The embryo is incomplete and preserves only a portion of the back bone, a forefin, ribs and a few other bones. The preserved string of vertebrae is less than 7 cm long. The bones of the embryo are not fully ossified, meaning that the embryo was still developing.
Another intriguing discovery the duo made was that the tail of this new specimen did not belong with the rest of the skeleton. A tail from another ichthyosaur had been added to the skeleton to make it appear more complete and visually appealing for display.
Sven added “It is often important to examine fossils with a very critical eye. Sometimes, as in this instance, specimens aren’t exactly what they appear to be. However, it was not ‘put together’ to represent a fake, but simply for a better display specimen. But, if ‘fake’ portions remain undetected then scientists can fall foul to this, which results in false information presented in the published record.
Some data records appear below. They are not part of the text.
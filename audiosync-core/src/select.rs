//! C5 — Delay Selector.
//!
//! Reduces a set of accepted [`ChunkResult`]s for one source into a single
//! representative delay, by one of several policies. Grounded on
//! wingedonezero's `analysis/delay_selection/{mod,first_stable}.rs`
//! (`DelaySelector` trait, `get_selector` factory).

use std::collections::HashMap;

use crate::config::DelaySelectionMode;
use crate::error::PipelineError;
use crate::models::{ChunkResult, DelayEntry};

pub trait DelaySelector {
    /// Selects a representative delay from the accepted chunks, or reports
    /// why none could be chosen.
    fn select(&self, chunks: &[ChunkResult], min_accepted_chunks: usize) -> Result<DelayEntry, PipelineError>;
}

pub fn get_selector(mode: DelaySelectionMode) -> Box<dyn DelaySelector> {
    match mode {
        DelaySelectionMode::MostCommon => Box::new(MostCommonSelector),
        DelaySelectionMode::Clustered => Box::new(ClusteredSelector),
        DelaySelectionMode::Average => Box::new(AverageSelector),
        DelaySelectionMode::FirstStable => Box::new(FirstStableSelector { min_run: 3, skip_unstable: false }),
    }
}

pub fn get_first_stable_selector(min_run: usize, skip_unstable: bool) -> Box<dyn DelaySelector> {
    Box::new(FirstStableSelector { min_run, skip_unstable })
}

fn accepted(chunks: &[ChunkResult]) -> Vec<&ChunkResult> {
    chunks.iter().filter(|c| c.accepted).collect()
}

fn check_min(accepted: &[&ChunkResult], min_accepted_chunks: usize) -> Result<(), PipelineError> {
    if accepted.len() < min_accepted_chunks {
        return Err(PipelineError::InsufficientData {
            reason: format!(
                "{} accepted chunks, need at least {min_accepted_chunks}",
                accepted.len()
            ),
        });
    }
    Ok(())
}

fn mean_confidence(members: &[&ChunkResult]) -> f64 {
    members.iter().map(|c| c.confidence).sum::<f64>() / members.len() as f64
}

/// Picks the rounded-delay value shared by the largest group of chunks,
/// breaking ties by highest mean confidence in bin (spec §4.5.1). The raw
/// delay is the mean of the raw delays within the winning group.
struct MostCommonSelector;
impl DelaySelector for MostCommonSelector {
    fn select(&self, chunks: &[ChunkResult], min_accepted_chunks: usize) -> Result<DelayEntry, PipelineError> {
        let accepted = accepted(chunks);
        check_min(&accepted, min_accepted_chunks)?;

        let mut groups: HashMap<i64, Vec<&ChunkResult>> = HashMap::new();
        for c in &accepted {
            groups.entry(c.rounded_delay_ms).or_default().push(c);
        }

        let (winner, members) = groups
            .into_iter()
            .max_by(|a, b| {
                a.1.len().cmp(&b.1.len()).then_with(|| mean_confidence(&a.1).partial_cmp(&mean_confidence(&b.1)).unwrap())
            })
            .expect("at least one accepted chunk");

        let raw = members.iter().map(|c| c.raw_delay_ms).sum::<f64>() / members.len() as f64;
        Ok(DelayEntry { rounded: winner, raw })
    }
}

/// Clusters accepted chunks by `±1 ms` on their rounded delay (spec §4.5.2),
/// picks the cluster with the most members, breaking ties by highest mean
/// confidence, and returns the mean of raw delays in the winning cluster,
/// rounded.
struct ClusteredSelector;
impl DelaySelector for ClusteredSelector {
    fn select(&self, chunks: &[ChunkResult], min_accepted_chunks: usize) -> Result<DelayEntry, PipelineError> {
        let accepted = accepted(chunks);
        check_min(&accepted, min_accepted_chunks)?;

        let mut sorted: Vec<&ChunkResult> = accepted.clone();
        sorted.sort_by(|a, b| a.rounded_delay_ms.cmp(&b.rounded_delay_ms));

        const EPSILON_MS: i64 = 1;
        let mut clusters: Vec<Vec<&ChunkResult>> = Vec::new();
        for c in sorted {
            match clusters.last_mut() {
                Some(last) if (c.rounded_delay_ms - last.last().unwrap().rounded_delay_ms).abs() <= EPSILON_MS => {
                    last.push(c);
                }
                _ => clusters.push(vec![c]),
            }
        }

        let best = clusters
            .into_iter()
            .max_by(|a, b| a.len().cmp(&b.len()).then_with(|| mean_confidence(a).partial_cmp(&mean_confidence(b)).unwrap()))
            .expect("at least one accepted chunk");

        let raw = best.iter().map(|c| c.raw_delay_ms).sum::<f64>() / best.len() as f64;
        Ok(DelayEntry { rounded: raw.round() as i64, raw })
    }
}

/// Plain arithmetic mean of every accepted chunk's raw delay.
struct AverageSelector;
impl DelaySelector for AverageSelector {
    fn select(&self, chunks: &[ChunkResult], min_accepted_chunks: usize) -> Result<DelayEntry, PipelineError> {
        let accepted = accepted(chunks);
        check_min(&accepted, min_accepted_chunks)?;

        let raw = accepted.iter().map(|c| c.raw_delay_ms).sum::<f64>() / accepted.len() as f64;
        Ok(DelayEntry { rounded: raw.round() as i64, raw })
    }
}

/// Scans chunks in `start_offset_s` order for the first run of `min_run`
/// consecutive accepted chunks whose rounded delay agrees within 1ms, and
/// reports that run's delay. If `skip_unstable` is false and no run is
/// found, falls back to [`MostCommonSelector`].
struct FirstStableSelector {
    min_run: usize,
    skip_unstable: bool,
}
impl DelaySelector for FirstStableSelector {
    fn select(&self, chunks: &[ChunkResult], min_accepted_chunks: usize) -> Result<DelayEntry, PipelineError> {
        let mut ordered: Vec<&ChunkResult> = chunks.iter().filter(|c| c.accepted).collect();
        check_min(&ordered, min_accepted_chunks)?;
        ordered.sort_by(|a, b| a.start_offset_s.partial_cmp(&b.start_offset_s).unwrap());

        let mut run: Vec<&ChunkResult> = Vec::new();
        for c in &ordered {
            match run.last() {
                Some(prev) if (c.rounded_delay_ms - prev.rounded_delay_ms).abs() <= 1 => run.push(c),
                _ => {
                    run.clear();
                    run.push(c);
                }
            }
            if run.len() >= self.min_run {
                let raw = run.iter().map(|c| c.raw_delay_ms).sum::<f64>() / run.len() as f64;
                return Ok(DelayEntry { rounded: run.last().unwrap().rounded_delay_ms, raw });
            }
        }

        if self.skip_unstable {
            return Err(PipelineError::InsufficientData {
                reason: format!("no stable run of {} consecutive chunks found", self.min_run),
            });
        }
        MostCommonSelector.select(chunks, min_accepted_chunks)
    }
}

#[cfg(test)]
mod tests {
    use super::*;

    fn chunk(start_offset_s: f64, rounded: i64, raw: f64, accepted: bool) -> ChunkResult {
        ChunkResult {
            start_offset_s,
            raw_delay_ms: raw,
            rounded_delay_ms: rounded,
            confidence: if accepted { 50.0 } else { 0.0 },
            accepted,
        }
    }

    #[test]
    fn most_common_picks_majority_group() {
        let chunks = vec![
            chunk(0.0, 100, 100.1, true),
            chunk(1.0, 100, 99.9, true),
            chunk(2.0, 200, 200.0, true),
        ];
        let result = MostCommonSelector.select(&chunks, 1).unwrap();
        assert_eq!(result.rounded, 100);
    }

    #[test]
    fn insufficient_chunks_reports_insufficient_data() {
        let chunks = vec![chunk(0.0, 100, 100.0, true)];
        let result = MostCommonSelector.select(&chunks, 3);
        assert!(matches!(result, Err(PipelineError::InsufficientData { .. })));
    }

    #[test]
    fn first_stable_finds_consecutive_run() {
        let selector = get_first_stable_selector(2, true);
        let chunks = vec![
            chunk(0.0, 50, 50.0, true),
            chunk(1.0, 300, 300.0, true),
            chunk(2.0, 100, 100.2, true),
            chunk(3.0, 100, 99.8, true),
        ];
        let result = selector.select(&chunks, 2).unwrap();
        assert_eq!(result.rounded, 100);
    }

    #[test]
    fn average_selector_means_raw_delays() {
        let chunks = vec![chunk(0.0, 100, 100.0, true), chunk(1.0, 100, 102.0, true)];
        let result = AverageSelector.select(&chunks, 1).unwrap();
        assert_eq!(result.raw, 101.0);
    }

    #[test]
    fn ignores_rejected_chunks() {
        let chunks = vec![chunk(0.0, 999, 999.0, false), chunk(1.0, 100, 100.0, true)];
        let result = MostCommonSelector.select(&chunks, 1).unwrap();
        assert_eq!(result.rounded, 100);
    }
}
//! Content-type-aware chunking strategies.
//!
//! Chunking is driven by a pure classification step ([`classify::classify`]) that maps a
//! resolved payload and the document's declared type onto one of three strategies:
//!
//! - [`entity::chunk_data_model`]: entity-aware chunking for JSON data models.
//! - [`text::chunk_sectioned_text`]: structural chunking for free text, with section
//!   detection, code-block-preserving splitting, and a paragraph fallback.
//! - [`fallback::chunk_line_groups`]: degraded line-group splitting, used only when a
//!   JSON-shaped payload fails to parse.
//!
//! Every strategy respects one shared character budget and emits [`DraftChunk`] records in
//! reading order; the pipeline assigns indexes and position ratios after embedding.

pub mod classify;
pub mod entity;
pub mod fallback;
pub mod text;

pub use classify::{Strategy, classify};

use crate::extract::ExtractedPayload;
use crate::store::DocumentType;
use serde::{Deserialize, Serialize};

/// Heuristic retrieval importance attached to each chunk.
#[derive(Debug, Clone, Copy, PartialEq, Eq, Serialize, Deserialize)]
#[serde(rename_all = "lowercase")]
pub enum Importance {
    /// Sections retrieval should strongly prefer.
    High,
    /// Context-setting sections.
    Medium,
    /// Everything else.
    Standard,
}

impl Importance {
    /// Stable string form used in chunk payloads.
    pub fn as_str(self) -> &'static str {
        match self {
            Self::High => "high",
            Self::Medium => "medium",
            Self::Standard => "standard",
        }
    }
}

/// An ordered chunk produced by a strategy, before indexes and embeddings are assigned.
#[derive(Debug, Clone, PartialEq)]
pub struct DraftChunk {
    /// Chunk text.
    pub text: String,
    /// Section label, detected or synthesized.
    pub section: String,
    /// Heuristic importance derived from the section title.
    pub importance: Importance,
}

/// Section titles containing any of these rank as [`Importance::High`].
pub const HIGH_IMPORTANCE_KEYWORDS: [&str; 8] = [
    "requirement",
    "introduction",
    "overview",
    "scope",
    "objective",
    "feature",
    "functional",
    "architecture",
];

/// Section titles containing any of these (and no high keyword) rank as [`Importance::Medium`].
pub const MEDIUM_IMPORTANCE_KEYWORDS: [&str; 4] =
    ["background", "summary", "conclusion", "design"];

/// Classify a section title by case-insensitive keyword membership.
pub fn classify_importance(title: &str) -> Importance {
    let lowered = title.to_lowercase();
    if HIGH_IMPORTANCE_KEYWORDS
        .iter()
        .any(|keyword| lowered.contains(keyword))
    {
        Importance::High
    } else if MEDIUM_IMPORTANCE_KEYWORDS
        .iter()
        .any(|keyword| lowered.contains(keyword))
    {
        Importance::Medium
    } else {
        Importance::Standard
    }
}

/// Route a resolved payload through the strategy selected by [`classify`].
///
/// Blank chunks are filtered here so every caller sees only embeddable output.
pub fn chunk_payload(
    payload: &ExtractedPayload,
    doc_type: DocumentType,
    max_size: usize,
) -> Vec<DraftChunk> {
    let strategy = classify(payload, doc_type);
    tracing::debug!(strategy = ?strategy, doc_type = doc_type.as_str(), "Selected chunking strategy");
    let chunks = match strategy {
        Strategy::EntityJson => match payload.to_json() {
            Some(value) => entity::chunk_data_model(&value, max_size),
            None => fallback::chunk_line_groups(&payload.flattened_text(), max_size),
        },
        Strategy::StructuralText => text::chunk_sectioned_text(&payload.flattened_text(), max_size),
        Strategy::LineGroups => fallback::chunk_line_groups(&payload.flattened_text(), max_size),
    };
    chunks
        .into_iter()
        .filter(|chunk| !chunk.text.trim().is_empty())
        .collect()
}

#[cfg(test)]
mod tests {
    use super::*;

    #[test]
    fn importance_prefers_high_over_medium() {
        // "design overview" matches both lists; high wins.
        assert_eq!(classify_importance("Design Overview"), Importance::High);
        assert_eq!(classify_importance("2. Background"), Importance::Medium);
        assert_eq!(classify_importance("Glossary"), Importance::Standard);
    }

    #[test]
    fn importance_matching_is_case_insensitive() {
        assert_eq!(classify_importance("REQUIREMENTS"), Importance::High);
        assert_eq!(classify_importance("conclusion"), Importance::Medium);
    }

    #[test]
    fn chunk_payload_routes_plain_text_to_sections() {
        let payload = ExtractedPayload::Text(format!(
            "1. Introduction\n{}\n2. Requirements\n{}",
            "The system ingests heterogeneous documents for retrieval purposes.",
            "Chunks must stay under the configured size budget at all times."
        ));
        let chunks = chunk_payload(&payload, DocumentType::Other, 1500);
        assert_eq!(chunks.len(), 3);
        assert_eq!(chunks[0].section, "Document Overview");
    }
}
“Specimens like this provide palaeontologists with important information about when these animals lived. Many examples of Ichthyosaurus are from historical collections and most do not have good geographical or geological records, but this specimen has it all. It may help to date other ichthyosaur fossils that currently have no information.”
Ichthyosaurus is one of the most common fossil reptiles in the UK, with thousands of specimens known, ranging from isolated bones to complete skeletons. Some of the very first examples were collected from along the Dorset coast by Victorian palaeontologist, Mary Anning, who first brought them to the attention of the scientific world.